### Work request
Print, in exact form, the lines below from the one containing "use async_trait::async_trait;" through the one containing "pub struct StatusId(pub i32);", and omit all others.

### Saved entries

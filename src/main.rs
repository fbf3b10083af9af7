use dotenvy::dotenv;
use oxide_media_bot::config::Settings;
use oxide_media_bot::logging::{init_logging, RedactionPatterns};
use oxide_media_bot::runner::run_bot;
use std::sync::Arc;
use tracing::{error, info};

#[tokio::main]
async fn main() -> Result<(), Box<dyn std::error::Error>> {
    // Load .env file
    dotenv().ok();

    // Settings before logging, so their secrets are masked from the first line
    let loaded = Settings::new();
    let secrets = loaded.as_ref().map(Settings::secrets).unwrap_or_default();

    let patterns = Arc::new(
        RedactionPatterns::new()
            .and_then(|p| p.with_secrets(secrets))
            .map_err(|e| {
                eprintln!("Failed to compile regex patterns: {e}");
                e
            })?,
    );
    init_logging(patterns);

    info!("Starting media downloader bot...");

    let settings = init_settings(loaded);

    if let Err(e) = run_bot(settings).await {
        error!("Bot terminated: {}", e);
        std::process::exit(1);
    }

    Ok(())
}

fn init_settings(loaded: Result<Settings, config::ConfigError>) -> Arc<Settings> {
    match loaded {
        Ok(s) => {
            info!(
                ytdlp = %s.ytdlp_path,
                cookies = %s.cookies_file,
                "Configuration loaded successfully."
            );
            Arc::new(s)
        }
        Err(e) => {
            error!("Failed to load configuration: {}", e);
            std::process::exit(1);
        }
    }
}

--

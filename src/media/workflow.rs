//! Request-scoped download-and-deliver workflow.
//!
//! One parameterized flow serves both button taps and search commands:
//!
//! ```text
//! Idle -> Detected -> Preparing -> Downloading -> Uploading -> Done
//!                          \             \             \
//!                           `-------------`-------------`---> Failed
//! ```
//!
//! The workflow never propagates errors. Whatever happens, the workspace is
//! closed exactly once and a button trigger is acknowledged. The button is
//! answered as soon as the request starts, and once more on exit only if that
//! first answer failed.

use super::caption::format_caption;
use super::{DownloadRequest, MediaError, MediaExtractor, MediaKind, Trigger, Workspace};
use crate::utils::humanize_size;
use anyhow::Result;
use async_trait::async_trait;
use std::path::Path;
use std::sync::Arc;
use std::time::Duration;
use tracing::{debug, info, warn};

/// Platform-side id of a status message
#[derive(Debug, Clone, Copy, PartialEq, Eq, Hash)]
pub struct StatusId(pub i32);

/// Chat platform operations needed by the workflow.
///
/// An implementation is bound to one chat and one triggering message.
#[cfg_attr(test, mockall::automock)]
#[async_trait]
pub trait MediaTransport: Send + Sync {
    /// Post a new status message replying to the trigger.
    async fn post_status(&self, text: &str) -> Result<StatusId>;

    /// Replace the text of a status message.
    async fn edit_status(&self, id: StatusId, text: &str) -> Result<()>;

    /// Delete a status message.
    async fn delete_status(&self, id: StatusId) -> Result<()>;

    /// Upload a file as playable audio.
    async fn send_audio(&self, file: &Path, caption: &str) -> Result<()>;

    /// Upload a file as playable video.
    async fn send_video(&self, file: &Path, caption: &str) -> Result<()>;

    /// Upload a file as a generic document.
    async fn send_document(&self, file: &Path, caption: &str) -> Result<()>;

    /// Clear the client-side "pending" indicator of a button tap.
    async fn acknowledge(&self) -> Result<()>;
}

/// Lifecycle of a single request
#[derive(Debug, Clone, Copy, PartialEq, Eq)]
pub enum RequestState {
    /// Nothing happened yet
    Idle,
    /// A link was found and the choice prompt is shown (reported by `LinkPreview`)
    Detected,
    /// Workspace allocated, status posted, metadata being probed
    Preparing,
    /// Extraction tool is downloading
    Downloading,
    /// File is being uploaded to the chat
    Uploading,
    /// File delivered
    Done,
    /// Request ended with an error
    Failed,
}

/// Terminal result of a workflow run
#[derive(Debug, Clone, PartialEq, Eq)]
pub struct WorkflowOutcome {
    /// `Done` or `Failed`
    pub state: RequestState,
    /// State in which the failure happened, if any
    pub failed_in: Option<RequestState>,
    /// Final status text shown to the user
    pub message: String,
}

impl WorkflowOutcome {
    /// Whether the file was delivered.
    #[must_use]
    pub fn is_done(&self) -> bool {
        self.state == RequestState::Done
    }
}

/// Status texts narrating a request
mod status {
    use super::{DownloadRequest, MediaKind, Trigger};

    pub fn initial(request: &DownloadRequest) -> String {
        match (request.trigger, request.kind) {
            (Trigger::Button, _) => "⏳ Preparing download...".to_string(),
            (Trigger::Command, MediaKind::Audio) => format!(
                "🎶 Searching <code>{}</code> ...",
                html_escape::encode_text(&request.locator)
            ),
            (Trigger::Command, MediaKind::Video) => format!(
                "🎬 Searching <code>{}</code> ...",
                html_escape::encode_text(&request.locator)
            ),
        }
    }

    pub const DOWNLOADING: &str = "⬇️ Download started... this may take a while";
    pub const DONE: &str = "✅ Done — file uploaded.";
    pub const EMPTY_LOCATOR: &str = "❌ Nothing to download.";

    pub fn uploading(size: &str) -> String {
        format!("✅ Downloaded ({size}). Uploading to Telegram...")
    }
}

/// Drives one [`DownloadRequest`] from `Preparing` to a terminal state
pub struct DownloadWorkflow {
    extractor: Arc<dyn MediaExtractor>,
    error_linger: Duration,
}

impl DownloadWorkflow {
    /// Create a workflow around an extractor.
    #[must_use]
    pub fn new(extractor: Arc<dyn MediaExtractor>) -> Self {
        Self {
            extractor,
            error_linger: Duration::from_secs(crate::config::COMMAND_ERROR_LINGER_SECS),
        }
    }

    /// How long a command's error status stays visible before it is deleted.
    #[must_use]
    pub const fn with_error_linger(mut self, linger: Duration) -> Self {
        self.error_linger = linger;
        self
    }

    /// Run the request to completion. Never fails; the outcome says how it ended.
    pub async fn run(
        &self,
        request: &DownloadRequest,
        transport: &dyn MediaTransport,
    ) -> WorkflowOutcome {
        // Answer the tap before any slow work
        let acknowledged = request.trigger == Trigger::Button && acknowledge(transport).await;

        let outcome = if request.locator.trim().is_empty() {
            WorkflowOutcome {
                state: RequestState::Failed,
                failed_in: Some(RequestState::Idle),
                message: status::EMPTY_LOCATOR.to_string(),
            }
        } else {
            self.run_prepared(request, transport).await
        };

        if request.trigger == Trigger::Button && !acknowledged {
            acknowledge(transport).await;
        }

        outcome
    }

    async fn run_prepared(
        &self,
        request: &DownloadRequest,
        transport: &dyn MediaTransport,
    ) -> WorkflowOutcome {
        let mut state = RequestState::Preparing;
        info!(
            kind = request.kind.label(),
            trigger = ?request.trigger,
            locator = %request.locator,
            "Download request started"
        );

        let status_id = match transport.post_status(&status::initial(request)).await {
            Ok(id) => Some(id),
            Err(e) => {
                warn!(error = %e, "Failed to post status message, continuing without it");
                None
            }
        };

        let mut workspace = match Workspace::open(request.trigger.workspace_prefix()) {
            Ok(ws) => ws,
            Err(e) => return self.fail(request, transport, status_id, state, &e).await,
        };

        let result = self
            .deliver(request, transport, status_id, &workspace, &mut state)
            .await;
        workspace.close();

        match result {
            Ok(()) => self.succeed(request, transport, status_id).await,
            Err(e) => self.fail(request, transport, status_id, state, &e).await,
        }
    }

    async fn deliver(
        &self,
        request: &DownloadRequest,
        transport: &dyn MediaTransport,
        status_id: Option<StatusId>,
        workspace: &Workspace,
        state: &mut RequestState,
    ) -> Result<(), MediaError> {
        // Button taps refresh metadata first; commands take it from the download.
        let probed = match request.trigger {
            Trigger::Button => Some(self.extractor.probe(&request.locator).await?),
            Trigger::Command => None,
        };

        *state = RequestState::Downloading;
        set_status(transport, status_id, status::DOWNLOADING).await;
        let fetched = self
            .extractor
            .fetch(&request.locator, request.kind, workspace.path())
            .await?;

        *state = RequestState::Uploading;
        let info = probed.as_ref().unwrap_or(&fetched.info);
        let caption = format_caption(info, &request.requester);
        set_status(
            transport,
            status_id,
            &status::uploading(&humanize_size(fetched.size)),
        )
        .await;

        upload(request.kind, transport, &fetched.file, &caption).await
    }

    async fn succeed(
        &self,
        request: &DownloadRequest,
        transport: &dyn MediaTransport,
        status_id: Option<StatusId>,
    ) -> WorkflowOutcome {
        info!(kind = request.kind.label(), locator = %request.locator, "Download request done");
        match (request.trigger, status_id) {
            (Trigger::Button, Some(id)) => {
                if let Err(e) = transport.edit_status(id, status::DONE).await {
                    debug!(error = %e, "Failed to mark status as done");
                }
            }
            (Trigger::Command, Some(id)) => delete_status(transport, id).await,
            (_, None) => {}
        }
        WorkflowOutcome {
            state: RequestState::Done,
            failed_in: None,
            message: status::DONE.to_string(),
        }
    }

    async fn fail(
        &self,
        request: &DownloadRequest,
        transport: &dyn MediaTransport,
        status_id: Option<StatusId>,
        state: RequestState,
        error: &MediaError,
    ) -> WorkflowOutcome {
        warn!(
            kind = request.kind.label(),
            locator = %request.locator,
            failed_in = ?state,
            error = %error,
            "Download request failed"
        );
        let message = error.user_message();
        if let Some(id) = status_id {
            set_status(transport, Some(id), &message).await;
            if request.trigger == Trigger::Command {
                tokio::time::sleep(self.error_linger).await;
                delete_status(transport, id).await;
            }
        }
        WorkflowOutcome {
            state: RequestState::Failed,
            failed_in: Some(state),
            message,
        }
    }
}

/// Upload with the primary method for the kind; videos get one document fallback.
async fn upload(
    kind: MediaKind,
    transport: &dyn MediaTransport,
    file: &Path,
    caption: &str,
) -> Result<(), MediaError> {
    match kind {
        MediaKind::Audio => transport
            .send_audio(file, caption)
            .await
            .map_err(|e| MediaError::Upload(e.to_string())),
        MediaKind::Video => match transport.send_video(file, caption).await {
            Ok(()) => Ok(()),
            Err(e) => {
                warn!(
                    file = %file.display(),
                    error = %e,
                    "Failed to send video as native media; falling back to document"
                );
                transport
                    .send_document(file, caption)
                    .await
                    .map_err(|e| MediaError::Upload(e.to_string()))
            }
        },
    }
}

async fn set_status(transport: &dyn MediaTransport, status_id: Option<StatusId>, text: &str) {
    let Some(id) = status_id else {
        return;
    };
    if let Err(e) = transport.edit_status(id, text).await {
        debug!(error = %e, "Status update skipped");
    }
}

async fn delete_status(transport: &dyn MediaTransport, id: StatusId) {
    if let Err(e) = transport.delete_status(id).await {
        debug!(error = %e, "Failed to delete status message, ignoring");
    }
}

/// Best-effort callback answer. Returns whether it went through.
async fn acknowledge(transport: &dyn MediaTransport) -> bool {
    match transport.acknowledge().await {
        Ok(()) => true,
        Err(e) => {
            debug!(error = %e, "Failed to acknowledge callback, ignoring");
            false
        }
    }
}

### Output
use async_trait::async_trait;
use std::path::Path;
use std::sync::Arc;
use std::time::Duration;
use tracing::{debug, info, warn};

/// Platform-side id of a status message
#[derive(Debug, Clone, Copy, PartialEq, Eq, Hash)]
pub struct StatusId(pub i32);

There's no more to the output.